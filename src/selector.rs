//! Stamp-driven item selection
//!
//! The user first stamps once while standing at each item's spot. After
//! that, walking around hovers whichever calibrated spot is nearest and a
//! stamp selects the hovered item.

use serde::{Deserialize, Serialize};

use crate::types::{Position, StampDetected};

/// Items in the default 4×2 menu
pub const DEFAULT_ITEM_COUNT: usize = 8;

#[derive(Clone, Copy, Debug, PartialEq, Serialize, Deserialize)]
pub enum SelectionEvent {
    /// Item `index` was calibrated at `position`; `next` is waiting for a stamp
    ItemCalibrated {
        index: usize,
        position: Position,
        next: Option<usize>,
    },
    /// All items have a position
    Calibrated,
    Hovered {
        index: usize,
        previous: Option<usize>,
    },
    Selected {
        index: usize,
        previous: Option<usize>,
    },
}

#[derive(Clone, Debug)]
pub struct ItemSelector {
    item_count: usize,
    positions: Vec<Position>,
    hovered: Option<usize>,
    selected: Option<usize>,
}

impl Default for ItemSelector {
    fn default() -> Self {
        Self::new(DEFAULT_ITEM_COUNT)
    }
}

impl ItemSelector {
    pub fn new(item_count: usize) -> Self {
        ItemSelector {
            item_count,
            positions: Vec::with_capacity(item_count),
            hovered: None,
            selected: None,
        }
    }

    pub fn item_count(&self) -> usize {
        self.item_count
    }

    pub fn is_calibrated(&self) -> bool {
        self.positions.len() >= self.item_count
    }

    /// Item awaiting calibration, if any
    pub fn calibrating(&self) -> Option<usize> {
        (!self.is_calibrated()).then_some(self.positions.len())
    }

    pub fn hovered(&self) -> Option<usize> {
        self.hovered
    }

    pub fn selected(&self) -> Option<usize> {
        self.selected
    }

    pub fn item_position(&self, index: usize) -> Option<Position> {
        self.positions.get(index).copied()
    }

    /// Forget all calibrated positions and start over.
    pub fn recalibrate(&mut self) {
        self.positions.clear();
        self.hovered = None;
        self.selected = None;
    }

    pub fn on_stamp(&mut self, stamp: &StampDetected) -> Vec<SelectionEvent> {
        if let Some(index) = self.calibrating() {
            self.positions.push(stamp.position);
            let mut events = vec![SelectionEvent::ItemCalibrated {
                index,
                position: stamp.position,
                next: self.calibrating(),
            }];
            if self.is_calibrated() {
                events.push(SelectionEvent::Calibrated);
            }
            return events;
        }

        match self.hovered {
            Some(index) if self.selected != Some(index) => {
                let previous = self.selected.replace(index);
                vec![SelectionEvent::Selected { index, previous }]
            }
            _ => Vec::new(),
        }
    }

    /// Track the body position; only meaningful once calibrated.
    pub fn on_spine(&mut self, position: &Position) -> Option<SelectionEvent> {
        if !self.is_calibrated() {
            return None;
        }
        let nearest = self.nearest_item(position)?;
        if self.hovered == Some(nearest) {
            return None;
        }
        let previous = self.hovered.replace(nearest);
        Some(SelectionEvent::Hovered {
            index: nearest,
            previous,
        })
    }

    fn nearest_item(&self, position: &Position) -> Option<usize> {
        self.positions
            .iter()
            .enumerate()
            .map(|(i, item)| (i, position.distance_to(item)))
            .min_by(|a, b| a.1.total_cmp(&b.1))
            .map(|(i, _)| i)
    }
}

#[cfg(test)]
mod tests {
    use super::*;
    use crate::types::Side;

    fn stamp_at(x: f64, z: f64) -> StampDetected {
        StampDetected {
            side: Side::Left,
            position: Position::new(x, 1.0, z),
            timestamp: 0,
        }
    }

    fn calibrated_pair() -> ItemSelector {
        let mut selector = ItemSelector::new(2);
        selector.on_stamp(&stamp_at(-1.0, 2.0));
        selector.on_stamp(&stamp_at(1.0, 2.0));
        selector
    }

    #[test]
    fn test_calibration_sequence() {
        let mut selector = ItemSelector::new(2);
        assert_eq!(selector.calibrating(), Some(0));

        let events = selector.on_stamp(&stamp_at(-1.0, 2.0));
        assert!(matches!(
            events.as_slice(),
            [SelectionEvent::ItemCalibrated { index: 0, next: Some(1), .. }]
        ));

        let events = selector.on_stamp(&stamp_at(1.0, 2.0));
        assert!(matches!(
            events.as_slice(),
            [SelectionEvent::ItemCalibrated { index: 1, next: None, .. }, SelectionEvent::Calibrated]
        ));
        assert!(selector.is_calibrated());
        assert_eq!(selector.item_position(1), Some(Position::new(1.0, 1.0, 2.0)));
    }

    #[test]
    fn test_spine_ignored_before_calibration() {
        let mut selector = ItemSelector::new(2);
        assert_eq!(selector.on_spine(&Position::new(0.0, 1.0, 2.0)), None);
    }

    #[test]
    fn test_hover_follows_nearest() {
        let mut selector = calibrated_pair();

        assert_eq!(
            selector.on_spine(&Position::new(-0.8, 1.0, 2.1)),
            Some(SelectionEvent::Hovered { index: 0, previous: None })
        );
        // Still nearest to item 0: no new event
        assert_eq!(selector.on_spine(&Position::new(-0.5, 1.0, 2.0)), None);
        assert_eq!(
            selector.on_spine(&Position::new(0.9, 1.0, 2.0)),
            Some(SelectionEvent::Hovered { index: 1, previous: Some(0) })
        );
    }

    #[test]
    fn test_stamp_selects_hovered_once() {
        let mut selector = calibrated_pair();

        // Nothing hovered yet
        assert!(selector.on_stamp(&stamp_at(0.0, 0.0)).is_empty());

        selector.on_spine(&Position::new(1.0, 1.0, 2.0));
        assert_eq!(
            selector.on_stamp(&stamp_at(1.0, 2.0)),
            vec![SelectionEvent::Selected { index: 1, previous: None }]
        );
        assert!(selector.on_stamp(&stamp_at(1.0, 2.0)).is_empty());

        selector.on_spine(&Position::new(-1.0, 1.0, 2.0));
        assert_eq!(
            selector.on_stamp(&stamp_at(-1.0, 2.0)),
            vec![SelectionEvent::Selected { index: 0, previous: Some(1) }]
        );
        assert_eq!(selector.selected(), Some(0));
    }

    #[test]
    fn test_recalibrate_resets() {
        let mut selector = calibrated_pair();
        selector.on_spine(&Position::new(1.0, 1.0, 2.0));
        selector.recalibrate();
        assert_eq!(selector.calibrating(), Some(0));
        assert_eq!(selector.hovered(), None);
    }
}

* * *

Instructions for the task: Could you write out, unchanged, the line with "assert_eq!(selector.selected(), Some(0));" and every line after it in the data above?

Exercise answer:
        assert_eq!(selector.selected(), Some(0));
    }

    #[test]
    fn test_recalibrate_resets() {
        let mut selector = calibrated_pair();
        selector.on_spine(&Position::new(1.0, 1.0, 2.0));
        selector.recalibrate();
        assert_eq!(selector.calibrating(), Some(0));
        assert_eq!(selector.hovered(), None);
    }
}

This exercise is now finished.